Peace brings happiness

In-depth analysis:

The essence of expectation management is not to eliminate anxiety, but to stop the internal struggle against the experience.
“"Harmony Brings Blessings" reminds you that when your attitude becomes gentle and relaxed, there is room for blessings to enter.
The fluidity of running script symbolizes continuing forward amidst uncertainty, rather than stopping to wait for confirmation of safety.

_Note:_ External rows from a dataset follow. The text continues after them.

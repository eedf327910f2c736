//! Error types for the bmi_core library.

use std::io;

/// Result type alias using our Error type
pub type Result<T> = std::result::Result<T, Error>;

/// A rejected form field.
///
/// Messages are shown to the user as-is by the presentation layer.
#[derive(Debug, Clone, PartialEq, Eq, thiserror::Error)]
pub enum ValidationError {
    /// A field was empty after trimming
    #[error("Please fill in all fields ({field} is missing).")]
    MissingField { field: &'static str },

    /// Email does not look like `local@domain.tld`
    #[error("Please enter a valid email address.")]
    InvalidEmail,

    /// Weight or height is not a finite number
    #[error("Please enter a number for {field}.")]
    NotANumber { field: &'static str },

    /// Weight or height is zero or negative
    #[error("Weight and height must be positive values.")]
    NonPositiveValue { field: &'static str },
}

/// Core error type for bmi_core operations
#[derive(Debug, thiserror::Error)]
pub enum Error {
    /// Form input was rejected
    #[error("{0}")]
    Validation(#[from] ValidationError),

    /// Engine precondition failed (zero or negative measurement)
    #[error("{0}")]
    InvalidInput(String),

    /// Store runs with unique emails and this one is taken
    #[error("The email {0} already exists. Please use a different email.")]
    DuplicateEmail(String),

    /// The record file could not be opened, locked, read or written
    #[error("An error occurred while accessing the record store: {0}")]
    StoreUnavailable(String),

    /// IO error occurred
    #[error("IO error: {0}")]
    Io(#[from] io::Error),

    /// CSV error
    #[error("CSV error: {0}")]
    Csv(#[from] csv::Error),

    /// TOML parsing error
    #[error("TOML error: {0}")]
    Toml(#[from] toml::de::Error),

    /// Configuration validation error
    #[error("Configuration error: {0}")]
    Config(String),
}

impl Error {
    /// Wrap any displayable failure from the storage layer.
    pub(crate) fn store(err: impl std::fmt::Display) -> Self {
        Error::StoreUnavailable(err.to_string())
    }
}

Writing Skills (Advanced Version):

  • Coherent writing:Reducing pauses symbolizes an uninterrupted rhythm of life.
  • The brushstrokes are fluid and graceful:Avoid excessive force and practice internal relaxation.
  • Stable center of gravity:It does not lose its balance due to changes in strokes.
  • Slow speed:We should not be overly proactive in preparing for the future.
  • Practice repeatedly:Let attitude be remembered through the body.

Image Healing: Guided Mandala Viewing - Lesson 155

Please select a mandala image with a clear center and stable structure.

Let your gaze naturally rest on the center of the graphic, then slowly move it outwards.

When thoughts about the future arise, there's no need to process them; just keep observing.

A mandala is not about drawing something, but about observing. When you return to your vision and the present moment, expectations gradually lose their pull.

The theme of this mandala is "Bearing in the Present Moment," symbolizing that you don't need to solve the future in advance.

◉ Watch it once; no need to watch it repeatedly.

Lesson 155: Guided Drawing - From the Future to the Present

A large outer circle represents "uncertainty about the future," while several rings gradually emerge inward, symbolizing the gradual reduction of anxiety.

Draw a stable point in the center to represent "my current stability".

The use of soft colors that gradually transition from the outside in symbolizes "the expected anxiety returning to a controllable range".

Please log in before submitting your drawings and feelings.

○ 155. Expectation Management: Log-Guided Suggestions

① Do I have worries about the "next attack" today? Where does this worry come from?

② Did it actually happen in reality? Did I overestimate the danger?

③ What did I do today to make myself more stable and better prepared?

④ What is one "small expectation management action" that I am willing to practice tomorrow?

Please log in to use.

The fear of the future won't disappear, but you'll become increasingly stronger to face it. You're not waiting for the next episode; you're learning how to handle it.